Dans les années 1970, le Chili a vécu un rêve où, à travers la science, la technologie, la redistribution des profits et les aspirations des gens, il cherchait à mettre fin aux inégalités. Ce rêve a rapidement été brisé par les armes d’un coup d’État. Le protagoniste de El tercer paraíso, double de Cristian Alarcón, était l’un de ces enfants qui ont fini par fuir, emmenés par leurs parents, pour éviter d’être exterminés par le nouveau régime.

Le roman construit, à travers les souvenirs, la mémoire de ce qui a été vécu dans ce paradis où on ne peut revenir : l’enfance. Une enfance dans laquelle la vie, la nourriture et l’éloignement de la ville créaient un lieu plein de magie.
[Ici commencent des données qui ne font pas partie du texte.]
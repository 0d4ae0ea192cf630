//! Tessera core
//!
//! Drives a language model to produce a JSON output that passes a layered
//! validation pipeline, feeding each rejection back as a corrective prompt
//! until the output validates or the attempt budget is spent.
//!
//! ```no_run
//! use std::sync::Arc;
//! use tessera_core::prelude::*;
//!
//! # async fn run(provider: Arc<dyn ModelProvider>) -> Result<(), Box<dyn std::error::Error>> {
//! let schema = SchemaBuilder::new().number("x").build();
//! let definition: AgentDefinition<String, (), ()> =
//!     AgentDefinition::builder("points", "Produces a point")
//!         .model(ModelConfig::new("claude-sonnet-4"))
//!         .prompts(TemplatePrompts::with_default_error("You produce points.", "{{input}}")?)
//!         .output_tool(OutputTool::from_schema("submit_point", "Submit the point", &schema))
//!         .validator(SchemaValidator::new(schema))
//!         .build()
//!         .map_err(|errors| format!("{} configuration errors", errors.len()))?;
//!
//! let output = Engine::new(provider)
//!     .execute(&definition, ExecutionRequest::new("origin".to_string()))
//!     .await?;
//! println!("{} after {} attempt(s)", output.output, output.attempts);
//! # Ok(())
//! # }
//! ```

pub mod agent;
pub mod config;
pub mod error;
pub mod hooks;
pub mod llm;
pub mod prompts;
pub mod testing;
pub mod tools;
pub mod validation;

pub use agent::{
    AgentDefinition, AgentDefinitionBuilder, AgentState, Engine, ExecutionContext, ExecutionFailure,
    ExecutionMetrics, ExecutionOutput, ExecutionRequest,
};
pub use config::{AgentSettings, ConfigError, ModelConfig, ModelPricing, ObservabilityConfig};
pub use error::{AgentError, AgentResult, ErrorCategory, Severity};
pub use hooks::{ExecutionCallbacks, HookKind};
pub use llm::{ModelError, ModelProvider, ModelRequest, ModelResponse};
pub use prompts::{PromptBuilder, PromptError, TemplatePrompts};
pub use tools::{HelperTool, OutputTool, ToolReducer, ToolTransition};
pub use validation::{
    FnValidator, SchemaBuilder, SchemaValidator, ValidationFailure, ValidationIssue, Validator,
};

/// Everything needed to define and run an agent
pub mod prelude {
    pub use crate::agent::{
        AgentDefinition, AgentState, Engine, ExecutionContext, ExecutionFailure, ExecutionOutput,
        ExecutionRequest,
    };
    pub use crate::config::{AgentSettings, ModelConfig, ObservabilityConfig};
    pub use crate::error::AgentError;
    pub use crate::hooks::ExecutionCallbacks;
    pub use crate::llm::{ModelProvider, ModelResponse};
    pub use crate::prompts::TemplatePrompts;
    pub use crate::tools::{HelperTool, OutputTool, ToolCall, ToolTransition};
    pub use crate::validation::{
        FieldSchema, FieldType, FnValidator, SchemaBuilder, SchemaValidator, SemanticIssue,
        ValidationIssue, Validator,
    };
}
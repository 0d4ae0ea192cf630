//! Core error enum for Tessera

use std::fmt;

use thiserror::Error;

use crate::hooks::HookKind;
use crate::validation::ValidationFailure;

/// Result type alias for Tessera operations
pub type AgentResult<T> = Result<T, AgentError>;

/// Which prompt builder produced an error
#[derive(Debug, Clone, Copy, PartialEq, Eq, Hash)]
pub enum PromptKind {
    System,
    User,
    Error,
}

impl fmt::Display for PromptKind {
    fn fmt(&self, f: &mut fmt::Formatter<'_>) -> fmt::Result {
        match self {
            PromptKind::System => write!(f, "system"),
            PromptKind::User => write!(f, "user"),
            PromptKind::Error => write!(f, "error"),
        }
    }
}

/// Main error type for Tessera
///
/// Construction-time variants are always returned as a batch from
/// [`AgentDefinitionBuilder::build`](crate::agent::AgentDefinitionBuilder::build).
/// Execution-time variants end up in
/// [`ExecutionFailure::Failed`](crate::agent::ExecutionFailure::Failed).
#[derive(Error, Debug, Clone, PartialEq)]
pub enum AgentError {
    /// Agent name is empty after trimming
    #[error("Agent name cannot be empty")]
    EmptyName,

    /// Agent description is empty after trimming
    #[error("Agent description cannot be empty")]
    EmptyDescription,

    /// Model name is empty after trimming
    #[error("Model name cannot be empty")]
    EmptyModelName,

    /// No output tool was declared
    #[error("An output tool with a parameter schema is required")]
    MissingOutputTool,

    /// No prompt builder was supplied
    #[error("Prompt builders are required")]
    MissingPrompts,

    #[error("max_attempts must be at least 1, got {value}")]
    InvalidMaxAttempts { value: u32 },

    #[error("max_iterations must be at least 1, got {value}")]
    InvalidMaxIterations { value: u32 },

    #[error("Temperature must be between {min} and {max}, got {value}")]
    TemperatureOutOfRange { value: f32, min: f32, max: f32 },

    #[error("max_tokens must be at least {min}, got {value}")]
    MaxTokensTooLow { value: u32, min: u32 },

    /// Two tools share a name (helper/helper or helper/output)
    #[error("Duplicate tool name: {name}")]
    DuplicateTool { name: String },

    /// A schema rule carries a regex that does not compile
    #[error("Invalid pattern '{pattern}' for field '{field}' in '{owner}': {message}")]
    InvalidPattern {
        owner: String,
        field: String,
        pattern: String,
        message: String,
    },

    /// An attempt's output was rejected by a validation layer
    #[error("Attempt {attempt} rejected by {failure}")]
    OutputInvalid {
        attempt: u32,
        failure: ValidationFailure,
    },

    /// A prompt builder failed during execution
    #[error("Failed to build {kind} prompt: {message}")]
    PromptGeneration { kind: PromptKind, message: String },

    /// The model kept calling tools without submitting output
    #[error("Attempt {attempt} used {max_iterations} model iterations without submitting output")]
    MaxIterationsExceeded { attempt: u32, max_iterations: u32 },

    /// Every attempt produced an invalid output
    #[error("All {max_attempts} attempts failed validation; last rejected by {last_failure}")]
    MaxAttemptsExceeded {
        max_attempts: u32,
        last_failure: ValidationFailure,
    },

    #[error("Model API error: {message}")]
    ModelApi {
        message: String,
        status: Option<u16>,
    },

    #[error("Model rate limit exceeded: {message}")]
    RateLimited {
        message: String,
        retry_after_secs: Option<u64>,
    },

    #[error("Model token limit exceeded: {message}")]
    TokenLimitExceeded { message: String },

    #[error("Malformed model response: {message}")]
    MalformedResponse { message: String },

    /// An observability callback failed; logged and swallowed
    #[error("Callback '{hook}' failed: {message}")]
    CallbackFailed { hook: HookKind, message: String },
}

impl AgentError {
    /// The validation failure carried by this error, if any
    pub fn validation_failure(&self) -> Option<&ValidationFailure> {
        match self {
            Self::OutputInvalid { failure, .. } => Some(failure),
            Self::MaxAttemptsExceeded { last_failure, .. } => Some(last_failure),
            _ => None,
        }
    }

    /// Whether this error was raised while building an agent definition
    pub fn is_construction_error(&self) -> bool {
        matches!(
            self,
            Self::EmptyName
                | Self::EmptyDescription
                | Self::EmptyModelName
                | Self::MissingOutputTool
                | Self::MissingPrompts
                | Self::InvalidMaxAttempts { .. }
                | Self::InvalidMaxIterations { .. }
                | Self::TemperatureOutOfRange { .. }
                | Self::MaxTokensTooLow { .. }
                | Self::DuplicateTool { .. }
                | Self::InvalidPattern { .. }
        )
    }
}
Se rappelant peut-être la phrase de Joaquín Sabina – « Là où tu as été heureux, tu ne devrais pas essayer de revenir[1] » –, le protagoniste de ce roman ne souhaite pas revenir à un lieu qui n’existe plus, son enfance, mais plutôt créer le sien de ses propres mains, un jardin dans lequel chaque plante devient une fondation.

Contrairement à d’autres romans qui prennent pour référence de nombreuses périodes violentes de l’histoire latinoaméricaine et qui en profitent pour se complaire dans la violence, Alarcón remplit les pages de beaucoup d’espoir, avec cette capacité à reconstruire le jardin familial auquel on a toujours envie de revenir. Et tout en parlant de glaïeuls, des façons de fertiliser la terre, de clôtures pour mieux préserver le jardin, il nous fait voyager dans l’histoire du Chili, depuis la colonisation, en passant par le XIXe siècle et les tremblements de terre qui ont marqué la vie du pays.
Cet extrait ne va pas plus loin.